Armada is job queueing system for multiple Kubernetes clusters.

Goals for the project

  • Easily handle large queues of jobs (million +)
  • Enforce fair share over time
  • Failure of some worker clusters should not cause an outage
  • Reasonable latency between job submission and job start when there is resource available (in order of 10s)
  • Maximize utilization of the cluster
  • Smart queueing instead of scheduler - implement only minimum logic needed on global level, let cluster scheduler do its own work.
  • All components should be highly available

Data model

Job

A Job is an executable unit, currently containing a Kubernetes pod specification.

Job Set

All jobs are grouped into Job Sets with user-specified identifier. A Job Set represents a project or other higher level unit of work. Users can observe events in Job Sets through the API.

Queue

All jobs need to be placed into queues. Resources allocation is controlled using queues.

Queue Current Priority: Current priority is calculated from resource usage of jobs in the queue. This number approaches the amount of resource used by the queue with configurable speed by priorityHalfTime configuration. If the queue priority is A and queue is using B amount of resource, after time defined by priorityHalfTime the new priority will be A + (B - A) / 2.

Queue Priority Factor: Each queue has priority factor which determines how important the queue is (lower number makes queue more important).

Queue Effective Priority = Queue Priority Factor * Queue Current Priority

To achieve fairness between queues, when Armada schedules jobs resources are divided based on Queue Effective Priority.

More information about queue priority and scheduling can be found here

Design

Diagram

Armada Server

The Armada Server is a central component which manages queues of jobs. It stores all active jobs in the job database (current implementation use Redis).

Cluster Executor

The Cluster Executor is a component running on each Kubernetes worker cluster. It keeps all pod and node information in memory and manages jobs within the cluster. It proactively reports the current state of the cluster and asks for jobs to run. Queue Usage is recorded in the database and is used to update priorities of individual queues. The executor can also refuse to execute an assigned job and return it.

Job Leasing

Executors periodically ask the server for jobs to run, reporting available resources. Armada distributes these available resources among queues according to Queue Effective Priority. Jobs are taken from the top of each queue until the available resource is filled. These jobs are then returned to the executor to be executed on the cluster and marked as leased with a timestamp to show when the lease began.

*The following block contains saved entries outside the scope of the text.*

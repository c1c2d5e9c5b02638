//! Usage records and derived statistics types

use crate::types::Plan;
use chrono::{DateTime, Datelike, Utc};
use serde::{Deserialize, Serialize};

/// Append-only usage log for one service.
///
/// `usage_dates` holds one timestamp per recorded use, in insertion order
/// (which is chronological order of use). At most one record exists per
/// `service_name` in the store.
#[derive(Debug, Clone, Serialize, Deserialize, PartialEq)]
pub struct UsageRecord {
    pub service_name: String,
    #[serde(default)]
    pub usage_dates: Vec<DateTime<Utc>>,
}

impl UsageRecord {
    pub fn new(service_name: &str) -> Self {
        Self {
            service_name: service_name.to_string(),
            usage_dates: Vec::new(),
        }
    }

    /// Append a use event. The log is append-only; timestamps are never
    /// removed or reordered.
    pub fn record_use(&mut self, at: DateTime<Utc>) {
        self.usage_dates.push(at);
    }

    /// Number of recorded uses in the calendar month containing `now`.
    ///
    /// Month membership is year+month equality, so the last instant of the
    /// month counts and the first instant of the next month does not.
    pub fn count_in_month(&self, now: DateTime<Utc>) -> u32 {
        self.usage_dates
            .iter()
            .filter(|ts| ts.year() == now.year() && ts.month() == now.month())
            .count() as u32
    }
}

/// Derived monthly statistics for one service.
#[derive(Debug, Clone, Serialize, PartialEq)]
pub struct ServiceStat {
    pub service_name: String,
    pub plan: Plan,
    pub monthly_count: u32,
    pub monthly_price: u32,
    /// Monthly price divided by monthly use count, rounded to cents.
    /// When nothing was used this month, this is the flat monthly price.
    pub cost_per_use: f64,
}

/// Whole-registry subscription cost figures.
#[derive(Debug, Clone, Serialize, PartialEq, Default)]
pub struct CostSummary {
    /// Sum of resolved plan prices over every registered service.
    pub total_monthly_cost: u32,
    /// Number of stored assignments on a paid plan. Counts assignments,
    /// not registry entries.
    pub paid_service_count: u32,
}
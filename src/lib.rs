//! Subscription plan, usage, and memo tracking for a personal SaaS stack
//!
//! Statistics (monthly use counts, cost-per-use, total spend) are computed
//! by pure functions in [`services::aggregator`] over records fetched from
//! the JSON document store in [`services::store`].

pub mod cli;
pub mod services;
pub mod types;
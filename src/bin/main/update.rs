//! The terminal application updater.

use crate::app::App;
use crossterm::event::{KeyCode, KeyEvent, KeyModifiers};
use sweep_rs::GameError;

/// The support for the app controls. Each app variant must know what to do when something's being requested.
pub trait ControlsSupport {
    fn move_cursor(&mut self, direction: MoveCursorDirection);
    fn perform_main_action(&mut self) -> Result<(), GameError>;
    fn perform_secondary_action(&mut self) -> Result<(), GameError>;
    fn leave(&mut self, force: bool);
}

/// The available directions to move the cursor to.
#[derive(PartialEq)]
pub enum MoveCursorDirection {
    Up,
    Left,
    Down,
    Right,
}

pub fn update(app: &mut App, key_event: KeyEvent) -> Result<(), GameError> {
    use MoveCursorDirection::*;

    match key_event.code {
        KeyCode::Up | KeyCode::Char('w') | KeyCode::Char('k') => app.move_cursor(Up),
        KeyCode::Left | KeyCode::Char('a') | KeyCode::Char('h') => app.move_cursor(Left),
        KeyCode::Down | KeyCode::Char('s') | KeyCode::Char('j') => app.move_cursor(Down),
        KeyCode::Right | KeyCode::Char('d') | KeyCode::Char('l') => app.move_cursor(Right),
        KeyCode::Enter | KeyCode::Char(' ') => app.perform_main_action()?,
        KeyCode::Char('f') => app.perform_secondary_action()?,
        KeyCode::Esc | KeyCode::Char('q') => app.leave(false),
        KeyCode::Char('c') => {
            if key_event.modifiers == KeyModifiers::CONTROL {
                app.leave(true);
            }
        }
        _ => {}
    };

    Ok(())
}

The executor must regularly renew the lease of all jobs it leases, otherwise leases expire and jobs will be considered failed and executed on different cluster.

Job Events

Job events are used to show when a job reaches a new state, such as submitted, running, completed. They hold generic information about events (such as created-time) along with state specific information (such as exit-code for completed jobs).

Armada records events of all jobs against the job set the job belongs to. Events for a given job set are available through the API.

Armada records all necessary events to fully reconstruct state of the job at any time. This allows us to erase all job data from the jobs database after the job finishes and keep only the events.

The current implementation utilises Redis streams to store job events.